▶ **PROBLEM TO SOLVE**: Look through the material that follows and show every line with the string "records".

▶ **DATA**:

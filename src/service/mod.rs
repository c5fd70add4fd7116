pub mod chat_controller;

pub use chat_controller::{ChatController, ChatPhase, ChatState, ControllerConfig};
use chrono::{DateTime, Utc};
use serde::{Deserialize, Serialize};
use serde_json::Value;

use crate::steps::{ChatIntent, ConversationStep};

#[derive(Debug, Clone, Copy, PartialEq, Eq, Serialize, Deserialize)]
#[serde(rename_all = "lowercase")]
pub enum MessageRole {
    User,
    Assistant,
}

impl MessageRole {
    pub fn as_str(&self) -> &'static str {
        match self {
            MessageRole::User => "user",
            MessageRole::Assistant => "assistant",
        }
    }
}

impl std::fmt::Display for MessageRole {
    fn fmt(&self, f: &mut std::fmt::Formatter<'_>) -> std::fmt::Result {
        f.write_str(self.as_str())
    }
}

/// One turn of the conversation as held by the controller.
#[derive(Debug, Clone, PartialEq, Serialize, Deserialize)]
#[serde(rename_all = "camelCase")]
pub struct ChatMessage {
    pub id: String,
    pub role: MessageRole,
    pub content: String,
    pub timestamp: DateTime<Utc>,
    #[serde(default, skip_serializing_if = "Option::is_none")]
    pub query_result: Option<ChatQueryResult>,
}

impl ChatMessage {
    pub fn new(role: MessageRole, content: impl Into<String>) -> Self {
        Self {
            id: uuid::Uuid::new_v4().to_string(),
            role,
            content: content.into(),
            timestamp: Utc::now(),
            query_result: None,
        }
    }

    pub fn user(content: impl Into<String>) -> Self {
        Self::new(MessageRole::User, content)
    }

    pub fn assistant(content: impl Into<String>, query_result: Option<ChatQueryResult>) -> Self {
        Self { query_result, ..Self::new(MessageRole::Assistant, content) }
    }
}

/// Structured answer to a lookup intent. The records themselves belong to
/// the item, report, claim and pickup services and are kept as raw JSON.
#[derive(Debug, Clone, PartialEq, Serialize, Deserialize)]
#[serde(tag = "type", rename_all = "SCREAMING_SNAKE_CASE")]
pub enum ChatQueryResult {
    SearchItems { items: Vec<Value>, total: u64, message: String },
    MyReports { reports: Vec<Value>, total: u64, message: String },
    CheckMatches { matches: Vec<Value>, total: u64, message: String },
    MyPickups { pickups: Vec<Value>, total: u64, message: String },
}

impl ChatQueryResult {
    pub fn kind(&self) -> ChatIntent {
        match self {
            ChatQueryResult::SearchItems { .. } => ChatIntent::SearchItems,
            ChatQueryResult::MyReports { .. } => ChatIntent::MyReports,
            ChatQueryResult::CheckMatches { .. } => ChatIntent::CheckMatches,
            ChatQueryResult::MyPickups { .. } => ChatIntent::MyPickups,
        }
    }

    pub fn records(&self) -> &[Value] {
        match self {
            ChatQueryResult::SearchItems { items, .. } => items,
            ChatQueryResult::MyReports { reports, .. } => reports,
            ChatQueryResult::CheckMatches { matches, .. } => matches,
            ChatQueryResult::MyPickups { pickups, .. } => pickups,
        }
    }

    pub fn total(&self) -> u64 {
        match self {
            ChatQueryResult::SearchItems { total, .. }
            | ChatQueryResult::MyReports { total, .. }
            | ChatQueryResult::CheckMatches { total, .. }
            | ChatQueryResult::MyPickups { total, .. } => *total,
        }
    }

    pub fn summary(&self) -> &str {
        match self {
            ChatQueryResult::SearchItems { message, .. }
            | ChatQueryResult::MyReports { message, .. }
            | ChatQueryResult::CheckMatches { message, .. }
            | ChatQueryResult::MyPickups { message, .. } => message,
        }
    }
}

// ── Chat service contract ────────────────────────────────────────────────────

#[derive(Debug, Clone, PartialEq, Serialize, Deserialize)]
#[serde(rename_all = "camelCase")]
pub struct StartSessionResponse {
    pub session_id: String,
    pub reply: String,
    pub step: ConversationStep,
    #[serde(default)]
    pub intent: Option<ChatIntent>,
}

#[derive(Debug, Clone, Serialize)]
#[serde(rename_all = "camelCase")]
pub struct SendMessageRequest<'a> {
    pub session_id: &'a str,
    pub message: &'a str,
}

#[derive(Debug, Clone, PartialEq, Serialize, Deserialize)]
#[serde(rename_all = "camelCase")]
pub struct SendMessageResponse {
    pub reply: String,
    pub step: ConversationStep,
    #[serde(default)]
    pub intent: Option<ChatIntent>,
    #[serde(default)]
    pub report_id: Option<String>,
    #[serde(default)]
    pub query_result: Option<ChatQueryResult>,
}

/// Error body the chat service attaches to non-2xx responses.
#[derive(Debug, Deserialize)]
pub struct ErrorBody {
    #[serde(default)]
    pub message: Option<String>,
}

▶ **RESPONSE AREA**:
/// Structured answer to a lookup intent. The records themselves belong to
    pub fn records(&self) -> &[Value] {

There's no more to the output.